## How to complete this task
Going through the entries, how many lines include the string "event"? Answer only with the number.

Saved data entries

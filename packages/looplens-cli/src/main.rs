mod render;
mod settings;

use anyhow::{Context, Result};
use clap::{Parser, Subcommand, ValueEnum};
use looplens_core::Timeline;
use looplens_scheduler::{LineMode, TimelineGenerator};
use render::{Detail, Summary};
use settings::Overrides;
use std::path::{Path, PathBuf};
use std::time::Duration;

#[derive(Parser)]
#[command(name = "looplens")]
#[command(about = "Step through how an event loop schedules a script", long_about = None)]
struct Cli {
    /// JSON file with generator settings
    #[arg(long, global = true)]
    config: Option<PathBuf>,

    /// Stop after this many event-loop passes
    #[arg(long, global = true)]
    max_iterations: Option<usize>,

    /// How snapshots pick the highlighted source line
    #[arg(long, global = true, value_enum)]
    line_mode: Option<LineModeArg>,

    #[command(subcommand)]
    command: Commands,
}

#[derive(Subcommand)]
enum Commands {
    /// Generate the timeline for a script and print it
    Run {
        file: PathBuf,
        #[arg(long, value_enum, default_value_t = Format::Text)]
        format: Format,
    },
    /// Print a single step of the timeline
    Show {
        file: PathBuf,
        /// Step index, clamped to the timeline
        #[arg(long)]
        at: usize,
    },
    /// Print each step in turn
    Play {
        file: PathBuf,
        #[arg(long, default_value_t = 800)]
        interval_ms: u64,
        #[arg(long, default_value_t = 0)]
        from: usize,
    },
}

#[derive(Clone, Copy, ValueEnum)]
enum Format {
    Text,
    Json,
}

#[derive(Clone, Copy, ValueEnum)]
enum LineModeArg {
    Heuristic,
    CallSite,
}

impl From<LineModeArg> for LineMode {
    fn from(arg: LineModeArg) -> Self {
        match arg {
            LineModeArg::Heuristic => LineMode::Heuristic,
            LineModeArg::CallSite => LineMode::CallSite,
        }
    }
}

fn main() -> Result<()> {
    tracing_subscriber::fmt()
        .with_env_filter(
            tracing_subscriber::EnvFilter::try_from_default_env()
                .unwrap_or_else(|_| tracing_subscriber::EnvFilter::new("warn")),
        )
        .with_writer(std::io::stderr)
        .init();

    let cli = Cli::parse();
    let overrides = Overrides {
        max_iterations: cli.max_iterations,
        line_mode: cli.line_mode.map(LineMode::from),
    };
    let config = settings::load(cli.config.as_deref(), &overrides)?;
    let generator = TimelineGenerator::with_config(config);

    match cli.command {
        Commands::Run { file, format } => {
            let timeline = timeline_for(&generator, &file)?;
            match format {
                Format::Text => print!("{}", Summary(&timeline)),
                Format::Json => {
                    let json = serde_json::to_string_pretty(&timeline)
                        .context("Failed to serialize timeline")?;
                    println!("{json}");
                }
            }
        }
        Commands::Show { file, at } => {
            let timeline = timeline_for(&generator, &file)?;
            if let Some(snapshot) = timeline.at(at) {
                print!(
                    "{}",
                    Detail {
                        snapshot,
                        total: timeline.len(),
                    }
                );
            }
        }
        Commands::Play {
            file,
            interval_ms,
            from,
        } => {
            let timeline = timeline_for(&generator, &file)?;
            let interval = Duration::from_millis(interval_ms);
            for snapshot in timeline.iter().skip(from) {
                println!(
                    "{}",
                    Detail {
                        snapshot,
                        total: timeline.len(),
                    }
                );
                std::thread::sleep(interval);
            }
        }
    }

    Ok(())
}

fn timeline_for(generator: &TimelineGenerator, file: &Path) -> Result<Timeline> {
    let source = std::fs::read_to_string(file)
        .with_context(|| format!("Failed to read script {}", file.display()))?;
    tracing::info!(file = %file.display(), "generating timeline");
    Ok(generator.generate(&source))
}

==

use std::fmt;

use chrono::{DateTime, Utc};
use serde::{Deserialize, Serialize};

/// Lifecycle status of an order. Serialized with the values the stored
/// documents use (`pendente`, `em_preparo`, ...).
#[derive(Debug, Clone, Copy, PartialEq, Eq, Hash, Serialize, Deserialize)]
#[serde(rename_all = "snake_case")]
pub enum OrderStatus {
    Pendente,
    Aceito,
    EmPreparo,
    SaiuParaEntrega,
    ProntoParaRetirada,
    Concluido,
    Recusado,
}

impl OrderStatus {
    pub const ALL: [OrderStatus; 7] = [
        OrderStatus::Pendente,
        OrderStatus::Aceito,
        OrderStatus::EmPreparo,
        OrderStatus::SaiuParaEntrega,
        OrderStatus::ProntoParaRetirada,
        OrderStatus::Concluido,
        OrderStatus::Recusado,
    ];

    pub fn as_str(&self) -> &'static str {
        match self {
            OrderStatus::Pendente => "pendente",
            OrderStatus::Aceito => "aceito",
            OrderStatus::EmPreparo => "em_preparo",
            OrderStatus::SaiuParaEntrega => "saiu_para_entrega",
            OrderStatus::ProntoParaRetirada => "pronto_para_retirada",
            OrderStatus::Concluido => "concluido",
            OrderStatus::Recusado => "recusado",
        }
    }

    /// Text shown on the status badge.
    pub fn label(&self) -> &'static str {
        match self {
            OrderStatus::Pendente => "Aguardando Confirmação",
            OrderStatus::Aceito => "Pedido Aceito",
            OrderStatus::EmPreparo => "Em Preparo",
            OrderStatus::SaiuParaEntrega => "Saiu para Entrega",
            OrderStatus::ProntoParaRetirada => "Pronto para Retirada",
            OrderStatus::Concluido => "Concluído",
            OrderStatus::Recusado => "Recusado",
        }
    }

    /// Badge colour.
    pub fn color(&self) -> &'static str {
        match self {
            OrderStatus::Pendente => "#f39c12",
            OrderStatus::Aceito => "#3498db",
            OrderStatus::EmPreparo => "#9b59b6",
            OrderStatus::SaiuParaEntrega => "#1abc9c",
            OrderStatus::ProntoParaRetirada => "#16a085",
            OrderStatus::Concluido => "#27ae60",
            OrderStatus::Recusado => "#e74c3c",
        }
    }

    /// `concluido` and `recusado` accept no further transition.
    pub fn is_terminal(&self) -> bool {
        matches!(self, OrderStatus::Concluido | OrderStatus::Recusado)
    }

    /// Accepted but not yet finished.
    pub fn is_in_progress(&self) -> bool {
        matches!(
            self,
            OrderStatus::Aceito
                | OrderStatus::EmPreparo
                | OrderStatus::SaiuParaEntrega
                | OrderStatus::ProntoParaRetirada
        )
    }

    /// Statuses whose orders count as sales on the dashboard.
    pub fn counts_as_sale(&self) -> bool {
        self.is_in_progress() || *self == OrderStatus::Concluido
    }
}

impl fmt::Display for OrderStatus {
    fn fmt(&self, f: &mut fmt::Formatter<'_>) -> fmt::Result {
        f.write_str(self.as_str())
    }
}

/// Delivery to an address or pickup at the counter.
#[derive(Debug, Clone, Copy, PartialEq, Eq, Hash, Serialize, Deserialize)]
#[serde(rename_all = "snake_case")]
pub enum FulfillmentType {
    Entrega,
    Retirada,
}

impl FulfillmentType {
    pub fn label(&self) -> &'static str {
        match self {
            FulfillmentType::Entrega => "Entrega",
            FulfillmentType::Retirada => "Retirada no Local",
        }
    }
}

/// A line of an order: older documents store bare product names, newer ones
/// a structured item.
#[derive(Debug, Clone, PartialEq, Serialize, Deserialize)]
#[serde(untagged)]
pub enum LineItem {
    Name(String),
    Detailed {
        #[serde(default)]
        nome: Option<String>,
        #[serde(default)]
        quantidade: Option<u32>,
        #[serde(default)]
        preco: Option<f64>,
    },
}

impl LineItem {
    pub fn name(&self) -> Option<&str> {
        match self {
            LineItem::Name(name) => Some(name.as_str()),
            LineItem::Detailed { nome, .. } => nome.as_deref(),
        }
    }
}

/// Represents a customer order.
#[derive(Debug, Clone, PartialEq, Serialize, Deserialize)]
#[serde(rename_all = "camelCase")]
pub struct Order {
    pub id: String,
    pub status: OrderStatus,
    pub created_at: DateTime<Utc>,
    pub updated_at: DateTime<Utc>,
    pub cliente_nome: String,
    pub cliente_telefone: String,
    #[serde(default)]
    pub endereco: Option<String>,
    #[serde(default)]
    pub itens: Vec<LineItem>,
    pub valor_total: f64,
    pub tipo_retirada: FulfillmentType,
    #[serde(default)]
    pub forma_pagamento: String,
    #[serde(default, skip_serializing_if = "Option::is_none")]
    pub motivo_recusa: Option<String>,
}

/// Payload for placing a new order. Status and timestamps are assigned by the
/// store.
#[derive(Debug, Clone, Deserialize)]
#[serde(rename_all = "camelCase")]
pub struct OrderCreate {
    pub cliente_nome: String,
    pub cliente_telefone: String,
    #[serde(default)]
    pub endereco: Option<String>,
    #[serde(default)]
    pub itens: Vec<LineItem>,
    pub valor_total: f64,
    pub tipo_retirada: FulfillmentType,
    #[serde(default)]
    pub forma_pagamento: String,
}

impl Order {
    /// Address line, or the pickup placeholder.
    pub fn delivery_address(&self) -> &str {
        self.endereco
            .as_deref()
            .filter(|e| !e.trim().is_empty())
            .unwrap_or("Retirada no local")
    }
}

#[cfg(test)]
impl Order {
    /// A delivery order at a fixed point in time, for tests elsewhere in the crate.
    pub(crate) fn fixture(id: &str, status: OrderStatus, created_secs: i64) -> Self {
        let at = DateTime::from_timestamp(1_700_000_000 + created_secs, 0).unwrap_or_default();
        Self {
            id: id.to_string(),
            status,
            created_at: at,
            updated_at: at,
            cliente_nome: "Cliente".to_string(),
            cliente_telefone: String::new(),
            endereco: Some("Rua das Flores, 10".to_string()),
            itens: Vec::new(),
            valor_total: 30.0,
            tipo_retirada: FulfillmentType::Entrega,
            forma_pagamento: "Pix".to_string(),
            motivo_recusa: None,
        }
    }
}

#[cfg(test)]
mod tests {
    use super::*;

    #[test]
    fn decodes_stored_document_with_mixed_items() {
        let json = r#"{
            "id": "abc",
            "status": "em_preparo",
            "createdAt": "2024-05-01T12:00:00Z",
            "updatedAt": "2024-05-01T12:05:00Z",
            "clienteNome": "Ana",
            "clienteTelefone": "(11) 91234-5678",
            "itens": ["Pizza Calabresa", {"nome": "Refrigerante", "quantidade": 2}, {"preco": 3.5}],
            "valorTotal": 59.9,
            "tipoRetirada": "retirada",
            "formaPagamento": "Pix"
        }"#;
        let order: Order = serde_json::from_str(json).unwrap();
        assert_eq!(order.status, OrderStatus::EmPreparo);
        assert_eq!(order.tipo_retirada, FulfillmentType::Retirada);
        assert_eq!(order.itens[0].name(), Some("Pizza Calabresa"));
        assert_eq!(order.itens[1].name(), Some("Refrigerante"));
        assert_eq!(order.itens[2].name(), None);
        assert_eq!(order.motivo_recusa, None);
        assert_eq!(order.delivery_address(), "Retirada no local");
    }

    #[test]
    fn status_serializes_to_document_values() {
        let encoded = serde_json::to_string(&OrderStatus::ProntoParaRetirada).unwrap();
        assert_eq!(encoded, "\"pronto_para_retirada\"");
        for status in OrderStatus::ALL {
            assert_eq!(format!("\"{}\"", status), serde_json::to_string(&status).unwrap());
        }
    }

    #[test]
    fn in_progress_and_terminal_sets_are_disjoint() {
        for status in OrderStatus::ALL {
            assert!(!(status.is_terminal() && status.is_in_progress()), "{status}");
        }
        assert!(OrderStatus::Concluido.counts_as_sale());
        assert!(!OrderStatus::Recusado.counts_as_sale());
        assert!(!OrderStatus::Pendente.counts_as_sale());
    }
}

## Expected answer
2